The men were sentenced to death in February by a military court in Bosaso port town, the commercial hub of Puntland, Somali federal member state.
The court said the men were involved in identifying possible targets, and carrying out assassinations against officials.
Abdifitah Haji Adam, Chairperson of Puntland military court, told VOA Somali Service that the court found the suspects guilty and gave them the death penalty two months ago.
"The men were al-Shabaab members. They were behind assassinations that happened here in Bososo, including the killing of the director of Puntland State presidency and the General Attorney of the army. They included murderers and accomplices. The court found them guilty and sentenced them to death in February, and today the sentences have been carried out," said Adam.
Group's leaders targeted
Al-Shabab, a terrorist group that emerged amid Somalia’s years of chaos, once controlled large swathes of South and Central Somalia.
U.S. drone strikes killed some of the group’s top leaders, weakening its military power in south and central Somali, causing some of its fighters to spread north to the Puntland mountainous areas to set up bases.
The group still is capable of carrying out frequent suicide bombings and assaults on Somalia’s hotels and military targets, proving to be more resilient than expected.
In Puntland, the militant group recently assassinated dozens of government officials, including the attorney general of Puntland Military Courts, AbdiKarim Hasan Fidiye, third deputy commander of Puntalnd Police Forces, and the director of the Presidential Palace.
President Donald Trump recently gave the U.S. military more authority to conduct offensive airstrikes on al-Qaida-linked militants in Somalia.

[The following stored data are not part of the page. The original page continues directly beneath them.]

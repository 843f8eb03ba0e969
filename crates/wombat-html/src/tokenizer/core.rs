//! The HTML tokenizer state machine.
//!
//! [§ 13.2.5 Tokenization](https://html.spec.whatwg.org/multipage/parsing.html#tokenization)
//!
//! A pull-based, sixty-plus-state deterministic machine. Each state is a
//! `handle_*_state` method that consumes scalars from the input stream,
//! mutates the current token and temporary buffer, and queues finished
//! tokens. A state returns `false` only when it observed end of input in a
//! position from which no further token can be produced; the iterator facade
//! keeps stepping the current state until the queue has something to yield
//! or the machine reports `false`.
//!
//! Two fields are written by the tree construction stage between advances:
//! the active state (RCDATA for `<title>`/`<textarea>`, RAWTEXT for
//! `<style>` and friends, script data for `<script>`, plaintext for
//! `<plaintext>`) and the CDATA gate, which is open only while the current
//! insertion point sits in a foreign (SVG/MathML) namespace.

use std::collections::VecDeque;

use strum_macros::Display;

use crate::stream::{Encoding, FileInfo, InputStream, StreamError};

use super::codepoints::{is_letter, is_whitespace, WHITESPACE};
use super::errors::{ErrorDetail, ParseErrorCode};
use super::token::{SourceSpan, Token};

/// Scalars that end a plain character run in the data and RCDATA states.
/// A run that STARTS with whitespace becomes a `SpaceCharacters` token
/// instead; a plain run carries interior whitespace along.
const DATA_RUN_STOPS: &[char] = &['&', '<', '\0'];

/// Same, minus `&`: RAWTEXT and script data have no character references.
const RAW_RUN_STOPS: &[char] = &['<', '\0'];

/// Plaintext only breaks runs on NUL.
const PLAINTEXT_RUN_STOPS: &[char] = &['\0'];

/// Script-data escaped runs break on the escape machinery's scalars.
const ESCAPED_RUN_STOPS: &[char] = &['<', '-', '\0'];

const ATTR_NAME_RUN_STOPS: &[char] =
    &['=', '>', '/', '"', '\'', '<', '\0', '\t', '\n', '\x0C', '\r', ' '];

const ATTR_VALUE_DQ_STOPS: &[char] = &['"', '&', '\0'];
const ATTR_VALUE_SQ_STOPS: &[char] = &['\'', '&', '\0'];
const ATTR_VALUE_UNQUOTED_STOPS: &[char] = &[
    '&', '>', '"', '\'', '=', '<', '`', '\0', '\t', '\n', '\x0C', '\r', ' ',
];

const COMMENT_RUN_STOPS: &[char] = &['-', '\0'];
const PI_DATA_RUN_STOPS: &[char] = &['?', '\0'];

/// Configuration for the tokenizer.
#[derive(Debug, Clone)]
pub struct TokenizerOptions {
    /// Fold start and end tag names to ASCII lowercase at emission.
    pub lowercase_element_name: bool,
    /// Fold attribute names to ASCII lowercase when the name completes.
    pub lowercase_attr_name: bool,
    /// Attach a `SourceSpan` to every emitted token.
    pub generate_spans: bool,
    /// Explicit input encoding; wins over the `<meta>` preview.
    pub encoding: Option<Encoding>,
    /// Allow a one-shot encoding override from a `<meta charset>` found in
    /// the first kilobyte of a byte input.
    pub parse_meta: bool,
    /// `<x/>` on a non-void element emits `<x>` followed by a synthetic
    /// `</x>` instead of a self-closing flag the tree stage would ignore.
    pub emit_synthetic_end_for_self_closing: bool,
    /// Recognize `<?target data?>` processing instructions. Off means strict
    /// HTML5: `<?` is a parse error recovered as a bogus comment.
    pub process_instructions: bool,
    /// File name recorded on generated spans.
    pub file: Option<String>,
}

impl Default for TokenizerOptions {
    fn default() -> Self {
        Self {
            lowercase_element_name: true,
            lowercase_attr_name: true,
            generate_spans: false,
            encoding: None,
            parse_meta: false,
            emit_synthetic_end_for_self_closing: true,
            process_instructions: true,
            file: None,
        }
    }
}

/// The tokenizer state set.
///
/// The five content-model states (data, RCDATA, RAWTEXT, script data,
/// plaintext) are the only ones the tree construction stage may set from
/// outside, and only between advances.
#[derive(Debug, Clone, Copy, PartialEq, Eq, Display)]
pub enum TokenizerState {
    Data,
    /// Resolving a character reference that started in the data state.
    EntityData,
    Rcdata,
    /// Resolving a character reference that started in RCDATA.
    CharacterReferenceInRcdata,
    Rawtext,
    ScriptData,
    /// Plaintext never ends; everything to EOF is character data.
    Plaintext,
    TagOpen,
    CloseTagOpen,
    TagName,
    RcdataLessThanSign,
    RcdataEndTagOpen,
    RcdataEndTagName,
    RawtextLessThanSign,
    RawtextEndTagOpen,
    RawtextEndTagName,
    ScriptDataLessThanSign,
    ScriptDataEndTagOpen,
    ScriptDataEndTagName,
    ScriptDataEscapeStart,
    ScriptDataEscapeStartDash,
    ScriptDataEscaped,
    ScriptDataEscapedDash,
    ScriptDataEscapedDashDash,
    ScriptDataEscapedLessThanSign,
    ScriptDataEscapedEndTagOpen,
    ScriptDataEscapedEndTagName,
    ScriptDataDoubleEscapeStart,
    ScriptDataDoubleEscaped,
    ScriptDataDoubleEscapedDash,
    ScriptDataDoubleEscapedDashDash,
    ScriptDataDoubleEscapedLessThanSign,
    ScriptDataDoubleEscapeEnd,
    BeforeAttributeName,
    AttributeName,
    AfterAttributeName,
    BeforeAttributeValue,
    AttributeValueDoubleQuoted,
    AttributeValueSingleQuoted,
    AttributeValueUnquoted,
    AfterAttributeValue,
    SelfClosingStartTag,
    BogusComment,
    MarkupDeclarationOpen,
    CommentStart,
    CommentStartDash,
    Comment,
    CommentEndDash,
    CommentEnd,
    CommentEndBang,
    Doctype,
    BeforeDoctypeName,
    DoctypeName,
    AfterDoctypeName,
    AfterDoctypePublicKeyword,
    BeforeDoctypePublicIdentifier,
    DoctypePublicIdentifierDoubleQuoted,
    DoctypePublicIdentifierSingleQuoted,
    AfterDoctypePublicIdentifier,
    BetweenDoctypePublicAndSystemIdentifiers,
    AfterDoctypeSystemKeyword,
    BeforeDoctypeSystemIdentifier,
    DoctypeSystemIdentifierDoubleQuoted,
    DoctypeSystemIdentifierSingleQuoted,
    AfterDoctypeSystemIdentifier,
    BogusDoctype,
    CdataSection,
    ProcessingInstruction,
    ProcessingInstructionTarget,
    AfterProcessingInstructionTarget,
    ProcessingInstructionData,
    ProcessingInstructionEnd,
}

Meanwhile, a court in Hargeisa, the capital of Somalia's breakaway northern territory of Somaliland, has sentenced journalist Abdimalik Muse Oldon to two years in prison.
The journalist was arrested two months ago for meeting Somalia's new president Mohamed Abdullahi Farmajo in Mogadishu.
The court said Oldon was charged with “engaging in anti-national activities, spreading "false" news and disturbing public order.”
The chairman of Somaliland's independent human rights group based in Hargeisa, Guled Ahmed Jama, who is also the defense lawyer of the journalist has described the sentence as unfair and unconstitutional.
“The journalist did nothing against Somaliland and meeting with someone supporting is not constitutionally illegal. We see the sentence as “unfair” and we are appealing,” the attorney told VOA.